• _TASK REQUIREMENTS_:
Report every line of the data where the string "handler" appears.

--- DATA SECTION Enclosed Below ---

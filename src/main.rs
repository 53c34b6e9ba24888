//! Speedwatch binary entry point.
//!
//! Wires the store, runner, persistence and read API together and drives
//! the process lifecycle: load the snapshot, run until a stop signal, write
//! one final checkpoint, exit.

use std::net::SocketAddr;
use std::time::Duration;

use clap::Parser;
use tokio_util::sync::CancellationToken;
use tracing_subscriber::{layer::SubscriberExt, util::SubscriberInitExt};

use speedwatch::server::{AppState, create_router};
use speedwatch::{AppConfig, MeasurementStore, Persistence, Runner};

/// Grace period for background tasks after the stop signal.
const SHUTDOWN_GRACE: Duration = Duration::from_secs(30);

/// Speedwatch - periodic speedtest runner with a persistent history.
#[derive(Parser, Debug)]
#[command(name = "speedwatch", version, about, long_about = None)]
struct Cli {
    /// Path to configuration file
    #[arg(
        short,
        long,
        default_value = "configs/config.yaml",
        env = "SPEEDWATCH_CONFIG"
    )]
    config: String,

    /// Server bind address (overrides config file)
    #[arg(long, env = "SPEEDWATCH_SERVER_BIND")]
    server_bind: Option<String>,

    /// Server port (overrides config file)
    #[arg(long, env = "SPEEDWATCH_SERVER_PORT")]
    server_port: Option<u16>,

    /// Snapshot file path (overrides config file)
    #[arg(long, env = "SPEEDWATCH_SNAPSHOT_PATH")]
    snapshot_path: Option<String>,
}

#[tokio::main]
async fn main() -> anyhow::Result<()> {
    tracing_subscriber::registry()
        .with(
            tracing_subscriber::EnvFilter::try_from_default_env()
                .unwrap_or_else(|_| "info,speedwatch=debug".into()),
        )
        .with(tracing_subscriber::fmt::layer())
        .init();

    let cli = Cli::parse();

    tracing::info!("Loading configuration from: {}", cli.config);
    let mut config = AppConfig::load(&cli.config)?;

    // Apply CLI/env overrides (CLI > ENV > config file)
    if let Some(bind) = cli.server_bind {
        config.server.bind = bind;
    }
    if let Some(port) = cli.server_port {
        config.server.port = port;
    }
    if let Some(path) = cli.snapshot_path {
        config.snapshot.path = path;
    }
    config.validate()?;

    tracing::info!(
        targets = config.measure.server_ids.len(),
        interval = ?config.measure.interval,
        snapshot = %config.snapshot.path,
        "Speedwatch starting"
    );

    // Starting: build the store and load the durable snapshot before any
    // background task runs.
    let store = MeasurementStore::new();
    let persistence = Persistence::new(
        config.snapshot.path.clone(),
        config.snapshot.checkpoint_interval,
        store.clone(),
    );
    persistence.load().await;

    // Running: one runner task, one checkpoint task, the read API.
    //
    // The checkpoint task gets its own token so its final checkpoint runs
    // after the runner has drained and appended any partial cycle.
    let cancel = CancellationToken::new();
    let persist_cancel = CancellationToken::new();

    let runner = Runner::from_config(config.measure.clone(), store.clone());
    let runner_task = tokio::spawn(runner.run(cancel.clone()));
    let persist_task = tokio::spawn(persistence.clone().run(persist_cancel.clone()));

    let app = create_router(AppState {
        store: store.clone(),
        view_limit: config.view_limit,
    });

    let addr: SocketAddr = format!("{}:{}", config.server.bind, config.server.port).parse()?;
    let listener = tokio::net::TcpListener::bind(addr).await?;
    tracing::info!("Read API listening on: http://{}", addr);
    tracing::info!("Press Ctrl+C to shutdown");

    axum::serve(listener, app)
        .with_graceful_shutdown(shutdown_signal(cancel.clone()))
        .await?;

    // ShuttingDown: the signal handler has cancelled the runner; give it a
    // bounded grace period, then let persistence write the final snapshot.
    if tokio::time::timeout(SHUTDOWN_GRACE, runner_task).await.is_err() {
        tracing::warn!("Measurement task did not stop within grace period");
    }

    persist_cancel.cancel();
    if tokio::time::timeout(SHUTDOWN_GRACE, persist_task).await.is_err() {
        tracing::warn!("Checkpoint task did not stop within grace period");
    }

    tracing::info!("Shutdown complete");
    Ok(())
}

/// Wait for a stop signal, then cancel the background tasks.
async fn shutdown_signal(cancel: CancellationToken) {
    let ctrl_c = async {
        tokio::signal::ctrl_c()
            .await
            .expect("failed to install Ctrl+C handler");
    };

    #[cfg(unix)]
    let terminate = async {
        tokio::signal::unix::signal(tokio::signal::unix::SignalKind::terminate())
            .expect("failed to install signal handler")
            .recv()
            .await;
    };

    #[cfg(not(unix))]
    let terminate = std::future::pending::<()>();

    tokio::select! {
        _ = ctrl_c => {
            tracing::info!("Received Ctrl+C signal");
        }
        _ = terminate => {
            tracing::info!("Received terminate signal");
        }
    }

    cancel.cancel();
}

--- End of Enclosed DATA SECTION ---
--- DATA SECTION Enclosed Below ---

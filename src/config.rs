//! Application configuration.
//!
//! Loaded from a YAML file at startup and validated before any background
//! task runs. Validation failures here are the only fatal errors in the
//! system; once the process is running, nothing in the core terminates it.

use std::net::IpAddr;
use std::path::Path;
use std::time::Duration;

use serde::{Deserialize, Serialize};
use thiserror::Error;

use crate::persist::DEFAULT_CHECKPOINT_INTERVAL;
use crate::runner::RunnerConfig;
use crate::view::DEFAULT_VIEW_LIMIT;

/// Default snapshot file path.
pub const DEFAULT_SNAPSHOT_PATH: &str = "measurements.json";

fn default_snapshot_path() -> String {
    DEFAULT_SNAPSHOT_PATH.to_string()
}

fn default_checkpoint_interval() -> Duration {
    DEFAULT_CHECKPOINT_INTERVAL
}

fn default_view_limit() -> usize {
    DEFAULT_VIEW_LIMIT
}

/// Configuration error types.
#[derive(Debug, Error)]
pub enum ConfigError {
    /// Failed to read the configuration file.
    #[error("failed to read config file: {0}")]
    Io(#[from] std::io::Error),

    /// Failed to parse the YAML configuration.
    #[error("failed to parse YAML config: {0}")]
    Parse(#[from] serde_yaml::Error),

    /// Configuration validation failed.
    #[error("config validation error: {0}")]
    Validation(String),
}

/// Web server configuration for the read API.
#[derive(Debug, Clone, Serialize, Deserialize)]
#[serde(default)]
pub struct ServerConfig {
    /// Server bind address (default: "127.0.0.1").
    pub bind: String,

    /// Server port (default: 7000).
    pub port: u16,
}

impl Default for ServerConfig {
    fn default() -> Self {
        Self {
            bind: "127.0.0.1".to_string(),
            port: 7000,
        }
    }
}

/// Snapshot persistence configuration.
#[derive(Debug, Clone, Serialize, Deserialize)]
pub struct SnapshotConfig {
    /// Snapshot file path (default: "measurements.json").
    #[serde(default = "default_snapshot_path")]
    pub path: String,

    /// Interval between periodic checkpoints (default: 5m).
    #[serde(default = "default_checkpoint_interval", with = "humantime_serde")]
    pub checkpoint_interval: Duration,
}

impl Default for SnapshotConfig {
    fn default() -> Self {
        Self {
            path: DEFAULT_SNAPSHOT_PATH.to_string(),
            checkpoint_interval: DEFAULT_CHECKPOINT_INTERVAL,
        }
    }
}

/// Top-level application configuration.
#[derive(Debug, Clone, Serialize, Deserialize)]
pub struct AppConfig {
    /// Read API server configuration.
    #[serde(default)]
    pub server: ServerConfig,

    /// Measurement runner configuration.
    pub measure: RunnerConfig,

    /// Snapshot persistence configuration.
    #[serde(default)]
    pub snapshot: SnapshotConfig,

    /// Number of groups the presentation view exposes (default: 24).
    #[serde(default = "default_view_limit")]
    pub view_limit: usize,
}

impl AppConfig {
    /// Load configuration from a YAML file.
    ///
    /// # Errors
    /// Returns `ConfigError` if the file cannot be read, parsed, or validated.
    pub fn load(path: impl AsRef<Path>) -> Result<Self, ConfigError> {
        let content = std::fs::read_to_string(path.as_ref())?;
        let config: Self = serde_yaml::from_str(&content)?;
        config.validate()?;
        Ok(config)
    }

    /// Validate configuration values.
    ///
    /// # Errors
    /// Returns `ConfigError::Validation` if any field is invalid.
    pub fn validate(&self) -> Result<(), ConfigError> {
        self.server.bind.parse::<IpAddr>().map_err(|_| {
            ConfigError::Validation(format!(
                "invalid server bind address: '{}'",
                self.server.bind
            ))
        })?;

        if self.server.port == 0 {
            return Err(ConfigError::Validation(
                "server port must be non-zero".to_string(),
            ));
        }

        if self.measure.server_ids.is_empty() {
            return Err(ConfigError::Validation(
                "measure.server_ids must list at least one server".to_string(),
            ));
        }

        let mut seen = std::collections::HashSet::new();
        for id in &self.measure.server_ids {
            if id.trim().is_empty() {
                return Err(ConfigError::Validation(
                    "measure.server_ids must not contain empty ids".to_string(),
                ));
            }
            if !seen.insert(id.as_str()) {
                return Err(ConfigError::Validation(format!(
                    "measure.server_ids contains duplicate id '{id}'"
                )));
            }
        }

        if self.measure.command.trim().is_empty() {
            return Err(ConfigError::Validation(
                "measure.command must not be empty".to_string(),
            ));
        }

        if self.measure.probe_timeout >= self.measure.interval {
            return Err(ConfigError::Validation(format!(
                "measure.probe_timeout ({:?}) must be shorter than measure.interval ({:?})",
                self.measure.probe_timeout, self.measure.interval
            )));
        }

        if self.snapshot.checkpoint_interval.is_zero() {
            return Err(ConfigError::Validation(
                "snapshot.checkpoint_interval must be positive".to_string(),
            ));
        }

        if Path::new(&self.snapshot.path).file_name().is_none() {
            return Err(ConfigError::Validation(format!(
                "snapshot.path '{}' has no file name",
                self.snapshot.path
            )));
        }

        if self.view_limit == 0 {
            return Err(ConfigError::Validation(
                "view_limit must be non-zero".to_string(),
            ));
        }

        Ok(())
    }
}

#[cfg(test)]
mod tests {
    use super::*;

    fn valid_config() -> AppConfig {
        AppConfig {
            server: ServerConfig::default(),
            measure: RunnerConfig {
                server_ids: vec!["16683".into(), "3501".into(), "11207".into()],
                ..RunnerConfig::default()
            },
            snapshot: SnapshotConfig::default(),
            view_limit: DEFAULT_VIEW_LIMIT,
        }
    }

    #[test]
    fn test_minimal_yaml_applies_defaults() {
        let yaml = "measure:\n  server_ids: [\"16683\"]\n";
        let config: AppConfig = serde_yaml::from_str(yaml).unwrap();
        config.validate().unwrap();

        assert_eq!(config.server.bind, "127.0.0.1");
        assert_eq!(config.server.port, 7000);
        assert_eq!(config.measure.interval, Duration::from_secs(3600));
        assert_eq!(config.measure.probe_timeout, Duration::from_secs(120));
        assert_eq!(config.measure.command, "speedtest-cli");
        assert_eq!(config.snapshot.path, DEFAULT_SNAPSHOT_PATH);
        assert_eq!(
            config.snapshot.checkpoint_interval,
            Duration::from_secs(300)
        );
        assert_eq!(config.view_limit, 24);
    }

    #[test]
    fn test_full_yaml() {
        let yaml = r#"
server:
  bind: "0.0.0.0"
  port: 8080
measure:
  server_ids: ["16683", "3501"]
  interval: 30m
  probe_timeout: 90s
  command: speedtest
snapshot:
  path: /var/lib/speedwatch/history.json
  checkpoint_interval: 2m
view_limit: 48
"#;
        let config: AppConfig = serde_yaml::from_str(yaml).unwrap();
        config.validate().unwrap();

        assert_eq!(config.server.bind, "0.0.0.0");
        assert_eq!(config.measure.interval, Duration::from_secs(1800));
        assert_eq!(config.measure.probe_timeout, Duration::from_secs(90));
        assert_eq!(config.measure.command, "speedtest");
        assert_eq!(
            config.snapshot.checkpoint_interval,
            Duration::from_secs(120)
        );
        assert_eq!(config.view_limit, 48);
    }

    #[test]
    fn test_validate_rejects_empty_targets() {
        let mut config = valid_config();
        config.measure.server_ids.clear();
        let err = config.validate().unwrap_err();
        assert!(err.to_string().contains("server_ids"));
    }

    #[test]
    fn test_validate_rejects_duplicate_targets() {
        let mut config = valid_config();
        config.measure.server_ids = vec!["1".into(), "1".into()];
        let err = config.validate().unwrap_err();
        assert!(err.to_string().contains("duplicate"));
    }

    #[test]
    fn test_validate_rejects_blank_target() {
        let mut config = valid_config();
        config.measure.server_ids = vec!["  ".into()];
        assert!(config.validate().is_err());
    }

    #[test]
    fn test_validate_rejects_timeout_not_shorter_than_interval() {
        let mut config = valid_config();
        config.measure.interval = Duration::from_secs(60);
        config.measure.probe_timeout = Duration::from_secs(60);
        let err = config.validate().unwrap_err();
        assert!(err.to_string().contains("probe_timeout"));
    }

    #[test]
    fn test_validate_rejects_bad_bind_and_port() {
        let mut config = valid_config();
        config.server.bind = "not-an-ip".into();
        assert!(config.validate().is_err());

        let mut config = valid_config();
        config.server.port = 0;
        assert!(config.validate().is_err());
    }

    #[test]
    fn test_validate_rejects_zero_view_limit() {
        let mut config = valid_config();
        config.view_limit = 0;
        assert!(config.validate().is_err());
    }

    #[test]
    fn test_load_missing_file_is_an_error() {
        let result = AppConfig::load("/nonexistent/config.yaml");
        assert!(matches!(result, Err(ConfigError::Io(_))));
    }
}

--- End of Enclosed DATA SECTION ---

• _EXERCISE RESULT_:
    // ShuttingDown: the signal handler has cancelled the runner; give it a
            .expect("failed to install Ctrl+C handler");
            .expect("failed to install signal handler")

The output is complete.